//! Shared helpers for command handlers.

use std::io::IsTerminal;
use std::path::Path;
use std::sync::Arc;

use flowdeck_core::{Flow, FlowId, SessionView};

use crate::error::CliError;

/// Resolve a flow identifier (full ID or unique prefix) against a view.
///
/// Searches every visible item; exact matches win over prefixes.
pub fn resolve_flow<'a>(view: &'a SessionView<Flow>, identifier: &str) -> Result<&'a Arc<Flow>, CliError> {
    let wanted = FlowId::from(identifier);
    if let Some(exact) = view.items.iter().find(|f| f.id == wanted) {
        return Ok(exact);
    }

    let mut matches = view.items.iter().filter(|f| f.id.starts_with(identifier));
    match (matches.next(), matches.count()) {
        (Some(flow), 0) => Ok(flow),
        (Some(_), more) => Err(CliError::Ambiguous {
            prefix: identifier.into(),
            count: more + 1,
        }),
        (None, _) => Err(CliError::NotFound {
            identifier: identifier.into(),
        }),
    }
}

/// Prompt for confirmation, auto-approving if `--yes` was passed.
///
/// Refuses outright when stdin is not a terminal.
pub fn confirm(message: &str, action: &str, yes_flag: bool) -> Result<bool, CliError> {
    if yes_flag {
        return Ok(true);
    }
    if !std::io::stdin().is_terminal() {
        return Err(CliError::NonInteractiveRequiresYes {
            action: action.into(),
        });
    }
    let confirmed = dialoguer::Confirm::new()
        .with_prompt(message)
        .default(false)
        .interact()
        .map_err(|e| CliError::Io(std::io::Error::other(e)))?;
    Ok(confirmed)
}

/// Read and parse a JSON file for `--from-file` flags.
pub fn read_json_file(path: &Path) -> Result<serde_json::Value, CliError> {
    let contents = std::fs::read_to_string(path)?;
    serde_json::from_str(&contents).map_err(|e| CliError::Validation {
        field: "from-file".into(),
        reason: format!("invalid JSON: {e}"),
    })
}
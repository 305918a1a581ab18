//! Command dispatch: bridges CLI args -> core commands -> output formatting.

pub mod config_cmd;
pub mod flows;
pub mod util;

use flowdeck_core::ControllerConfig;

use crate::cli::{Command, GlobalOpts};
use crate::error::CliError;

/// Dispatch a server-bound command to the appropriate handler.
pub async fn dispatch(
    cmd: Command,
    config: ControllerConfig,
    global: &GlobalOpts,
) -> Result<(), CliError> {
    match cmd {
        Command::Flows(args) => flows::handle(config, args, global).await,
        // Config and Completions are handled before dispatch
        Command::Config(_) | Command::Completions(_) => Ok(()),
    }
}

Work request: If a line in the records above contains the string "contents", copy that line out.

Completed exercise:
    let contents = std::fs::read_to_string(path)?;
    serde_json::from_str(&contents).map_err(|e| CliError::Validation {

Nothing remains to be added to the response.